- [Aim of the task]: Only the number is needed: how many lines of the entries below contain the word "total".

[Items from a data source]
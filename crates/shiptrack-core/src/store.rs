//! Persistent order storage using redb.
//!
//! A single `orders` table maps the order UUID (string key) to the
//! JSON-encoded `Order`. Candidate selection for reconciliation is a
//! filtered scan sorted by `last_checked_at` — never-checked orders sort
//! first, so the oldest work is always picked up before recently-polled
//! orders.

use std::path::Path;

use chrono::{DateTime, Utc};
use redb::{Database, ReadableTable, TableDefinition};
use serde::Serialize;
use uuid::Uuid;

use crate::error::{Result, TrackError};
use crate::order::Order;
use crate::types::OrderStatus;

// ---------------------------------------------------------------------------
// Table definition
// ---------------------------------------------------------------------------

/// Key: order UUID as string. Value: JSON-encoded Order.
const ORDERS: TableDefinition<&str, &[u8]> = TableDefinition::new("orders");

// ---------------------------------------------------------------------------
// Result types
// ---------------------------------------------------------------------------

/// Outcome of one `apply_status_update` call.
#[derive(Debug, Clone)]
pub struct ApplyOutcome {
    pub order: Order,
    /// True when the stored status actually changed.
    pub transitioned: bool,
}

impl ApplyOutcome {
    pub fn is_terminal(&self) -> bool {
        self.order.is_terminal()
    }
}

/// Store-level counts for the health surface.
#[derive(Debug, Clone, Copy, Serialize)]
pub struct StoreCounts {
    pub total: u64,
    pub with_tracking: u64,
    pub pending_trackable: u64,
}

// ---------------------------------------------------------------------------
// OrderStore
// ---------------------------------------------------------------------------

pub struct OrderStore {
    db: Database,
}

impl OrderStore {
    /// Open or create the order database at `path`.
    pub fn open(path: &Path) -> Result<Self> {
        let db = Database::create(path).map_err(|e| TrackError::Store(e.to_string()))?;
        // Ensure the table exists before any reads
        let wt = db
            .begin_write()
            .map_err(|e| TrackError::Store(e.to_string()))?;
        wt.open_table(ORDERS)
            .map_err(|e| TrackError::Store(e.to_string()))?;
        wt.commit().map_err(|e| TrackError::Store(e.to_string()))?;
        Ok(Self { db })
    }

    /// Insert a new order. Fails with `OrderExists` on a duplicate id.
    pub fn insert(&self, order: &Order) -> Result<()> {
        let key = order.id.to_string();
        let value = serde_json::to_vec(order)?;
        let wt = self
            .db
            .begin_write()
            .map_err(|e| TrackError::Store(e.to_string()))?;
        {
            let mut table = wt
                .open_table(ORDERS)
                .map_err(|e| TrackError::Store(e.to_string()))?;
            let exists = table
                .get(key.as_str())
                .map_err(|e| TrackError::Store(e.to_string()))?
                .is_some();
            if exists {
                return Err(TrackError::OrderExists(order.order_number.clone()));
            }
            table
                .insert(key.as_str(), value.as_slice())
                .map_err(|e| TrackError::Store(e.to_string()))?;
        }
        wt.commit().map_err(|e| TrackError::Store(e.to_string()))?;
        Ok(())
    }

    /// Load a single order by id.
    pub fn get(&self, id: Uuid) -> Result<Order> {
        let rt = self
            .db
            .begin_read()
            .map_err(|e| TrackError::Store(e.to_string()))?;
        let table = rt
            .open_table(ORDERS)
            .map_err(|e| TrackError::Store(e.to_string()))?;
        let key = id.to_string();
        let guard = table
            .get(key.as_str())
            .map_err(|e| TrackError::Store(e.to_string()))?
            .ok_or_else(|| TrackError::OrderNotFound(key.clone()))?;
        let order: Order = serde_json::from_slice(guard.value())?;
        Ok(order)
    }

    /// All orders, newest first.
    pub fn list(&self) -> Result<Vec<Order>> {
        let mut orders = self.scan()?;
        orders.sort_by(|a, b| b.created_at.cmp(&a.created_at));
        Ok(orders)
    }

    /// Attach a carrier tracking reference at dispatch time.
    pub fn attach_tracking(&self, id: Uuid, reference: &str) -> Result<Order> {
        self.mutate(id, |order| order.dispatch(reference))
    }

    /// Candidate orders for a reconciliation run: tracking reference
    /// present, status non-terminal, ordered by `last_checked_at`
    /// ascending with never-checked orders first, capped at `limit`.
    pub fn find_pending_trackable(&self, limit: usize) -> Result<Vec<Order>> {
        let mut candidates: Vec<Order> = self
            .scan()?
            .into_iter()
            .filter(|o| o.is_trackable())
            .collect();
        // Option<DateTime> orders None before Some, which is exactly the
        // nulls-first contract.
        candidates.sort_by_key(|o| o.last_checked_at);
        candidates.truncate(limit);
        Ok(candidates)
    }

    /// Apply one tracking check result to an order, atomically: status
    /// change (when `new_status` differs), one history append, and the
    /// `last_checked_at` refresh all land in a single write transaction.
    ///
    /// `new_status = None` is the no-change refresh used for unknown or
    /// unchanged carrier codes.
    pub fn apply_status_update(
        &self,
        id: Uuid,
        new_status: Option<OrderStatus>,
        raw: serde_json::Value,
        checked_at: DateTime<Utc>,
    ) -> Result<ApplyOutcome> {
        let mut transitioned = false;
        let order = self.mutate(id, |order| {
            transitioned = order.record_tracking(new_status, raw, checked_at);
            Ok(())
        })?;
        Ok(ApplyOutcome {
            order,
            transitioned,
        })
    }

    /// Store-level counts for the health surface.
    pub fn counts(&self) -> Result<StoreCounts> {
        let orders = self.scan()?;
        let with_tracking = orders
            .iter()
            .filter(|o| o.tracking_reference.is_some())
            .count() as u64;
        let pending_trackable = orders.iter().filter(|o| o.is_trackable()).count() as u64;
        Ok(StoreCounts {
            total: orders.len() as u64,
            with_tracking,
            pending_trackable,
        })
    }

    // -----------------------------------------------------------------------
    // Internal
    // -----------------------------------------------------------------------

    fn scan(&self) -> Result<Vec<Order>> {
        let rt = self
            .db
            .begin_read()
            .map_err(|e| TrackError::Store(e.to_string()))?;
        let table = rt
            .open_table(ORDERS)
            .map_err(|e| TrackError::Store(e.to_string()))?;
        let mut orders = Vec::new();
        for entry in table.iter().map_err(|e| TrackError::Store(e.to_string()))? {
            let (_, v) = entry.map_err(|e| TrackError::Store(e.to_string()))?;
            let order: Order = serde_json::from_slice(v.value())?;
            orders.push(order);
        }
        Ok(orders)
    }

    /// Read-modify-write one order inside a single write transaction.
    /// redb serialises writers, so concurrent mutations of different
    /// orders never interfere and same-order mutations apply in sequence
    /// with no lost history appends.
    fn mutate<F>(&self, id: Uuid, f: F) -> Result<Order>
    where
        F: FnOnce(&mut Order) -> Result<()>,
    {
        let key = id.to_string();
        let wt = self
            .db
            .begin_write()
            .map_err(|e| TrackError::Store(e.to_string()))?;
        let order = {
            let mut table = wt
                .open_table(ORDERS)
                .map_err(|e| TrackError::Store(e.to_string()))?;
            let mut order: Order = {
                let guard = table
                    .get(key.as_str())
                    .map_err(|e| TrackError::Store(e.to_string()))?
                    .ok_or_else(|| TrackError::OrderNotFound(key.clone()))?;
                serde_json::from_slice(guard.value())?
            };
            f(&mut order)?;
            let value = serde_json::to_vec(&order)?;
            table
                .insert(key.as_str(), value.as_slice())
                .map_err(|e| TrackError::Store(e.to_string()))?;
            order
        };
        wt.commit().map_err(|e| TrackError::Store(e.to_string()))?;
        Ok(order)
    }
}

// ---------------------------------------------------------------------------
// Tests
// ---------------------------------------------------------------------------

- [Exercise response]: 2